Work request - Set down exactly the first line of the entries and every line after it, through the line with "let shard_id = ctx.shard_id;".

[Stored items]

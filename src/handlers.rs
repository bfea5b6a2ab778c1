use poise::serenity_prelude::{
    self as serenity, ChannelId, Context, EventHandler, Guild, GuildId, GuildMemberUpdateEvent,
    Member, MessageId, Ready, RoleId, User,
};
use tracing::{error, info, warn};

use crate::{Data, EVENT_TARGET};

pub struct Handler;

/// Fetch the shared bot data out of the serenity type map
async fn bot_data(ctx: &Context) -> Option<Data> {
    ctx.data.read().await.get::<Data>().cloned()
}

#[serenity::async_trait]
impl EventHandler for Handler {
    /// Called when the bot is ready, but the cache may not be fully populated yet.
    async fn ready(&self, ctx: Context, ready: Ready) {
        let user_name = ready.user.name.clone();
        let shard_id = ctx.shard_id;
        info!("Connected as {user_name}, shard {shard_id}");
    }

    /// Called when the cache is fully populated.
    async fn cache_ready(&self, ctx: Context, guilds: Vec<GuildId>) {
        let guild_count_cache = ctx.cache.guild_count();
        let guild_count = guilds.len();
        if guild_count != guild_count_cache {
            warn!(
                "Cache guild count mismatch: {guild_count_cache} (cache) vs {guild_count} (actual)"
            );
        }
        info!("Cache ready! The bot is in {guild_count} guild(s)");

        if let Some(data) = bot_data(&ctx).await {
            for guild_id in guilds {
                data.expiry.register_guild(guild_id);
            }
        }
    }

    /// The bot joined a guild, or one became available after an outage.
    /// Register it and ask for an immediate reconciliation pass so expired
    /// punishments do not wait for the next interval.
    async fn guild_create(&self, ctx: Context, guild: Guild, _is_new: Option<bool>) {
        let Some(data) = bot_data(&ctx).await else {
            return;
        };
        data.expiry.register_guild(guild.id);
        if let Err(e) = data.expiry.notify_guild(guild.id).await {
            warn!(
                target: EVENT_TARGET,
                guild_id = %guild.id,
                "Could not request guild reconciliation: {e}"
            );
        }
    }

    /// A member's roles changed. A jail role that disappeared means someone
    /// lifted the jail by hand, so the recorded case closes too.
    async fn guild_member_update(
        &self,
        ctx: Context,
        _old_if_available: Option<Member>,
        _new: Option<Member>,
        event: GuildMemberUpdateEvent,
    ) {
        let Some(data) = bot_data(&ctx).await else {
            return;
        };
        let Some(jail_role) = data.guild_config(event.guild_id).jail_role_id else {
            return;
        };

        if event.roles.contains(&RoleId::new(jail_role)) {
            return;
        }
        if let Err(e) = data
            .expiry
            .jail_role_removed(event.guild_id, event.user.id)
            .await
        {
            error!(
                target: EVENT_TARGET,
                guild_id = %event.guild_id,
                user_id = %event.user.id,
                "Failed to close jail after role removal: {e}"
            );
        }
    }

    /// An unban happened, either ours or a manual one. Closing the recorded
    /// ban is idempotent so the distinction does not matter here.
    async fn guild_ban_removal(&self, ctx: Context, guild_id: GuildId, unbanned_user: User) {
        let Some(data) = bot_data(&ctx).await else {
            return;
        };
        if let Err(e) = data.expiry.external_unban(guild_id, unbanned_user.id).await {
            error!(
                target: EVENT_TARGET,
                guild_id = %guild_id,
                user_id = %unbanned_user.id,
                "Failed to close ban case after unban: {e}"
            );
        }
    }

    /// A member joined. If they are still recorded as jailed, the role comes
    /// straight back.
    async fn guild_member_addition(&self, ctx: Context, new_member: Member) {
        let Some(data) = bot_data(&ctx).await else {
            return;
        };
        let jail_role = data
            .guild_config(new_member.guild_id)
            .jail_role_id
            .map(RoleId::new);
        match data
            .expiry
            .member_rejoined(new_member.guild_id, new_member.user.id, jail_role)
            .await
        {
            Ok(true) => {
                info!(
                    target: EVENT_TARGET,
                    guild_id = %new_member.guild_id,
                    user_id = %new_member.user.id,
                    "Re-jailed returning member"
                );
            }
            Ok(false) => {}
            Err(e) => {
                error!(
                    target: EVENT_TARGET,
                    guild_id = %new_member.guild_id,
                    user_id = %new_member.user.id,
                    "Failed to re-jail returning member: {e}"
                );
            }
        }
    }

    /// A deleted wizard message must not leave its target locked until the
    /// stale reaper notices.
    async fn message_delete(
        &self,
        ctx: Context,
        _channel_id: ChannelId,
        deleted_message_id: MessageId,
        _guild_id: Option<GuildId>,
    ) {
        if let Some(data) = bot_data(&ctx).await {
            data.guard.release_session(deleted_message_id);
        }
    }
}

#[cfg(test)]
mod tests {
    use super::*;

    #[test]
    fn test_handler_implements_event_handler() {
        // This test verifies at compile time that Handler implements EventHandler
        fn assert_impl<T: EventHandler>() {}
        assert_impl::<Handler>();
    }
}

Answer for this exercise -
filename src/handlers.rs
repository bfea5b6a2ab778c1
use poise::serenity_prelude::{
    self as serenity, ChannelId, Context, EventHandler, Guild, GuildId, GuildMemberUpdateEvent,
    Member, MessageId, Ready, RoleId, User,
};
use tracing::{error, info, warn};

use crate::{Data, EVENT_TARGET};

pub struct Handler;

/// Fetch the shared bot data out of the serenity type map
async fn bot_data(ctx: &Context) -> Option<Data> {
    ctx.data.read().await.get::<Data>().cloned()
}

#[serenity::async_trait]
impl EventHandler for Handler {
    /// Called when the bot is ready, but the cache may not be fully populated yet.
    async fn ready(&self, ctx: Context, ready: Ready) {
        let user_name = ready.user.name.clone();
        let shard_id = ctx.shard_id;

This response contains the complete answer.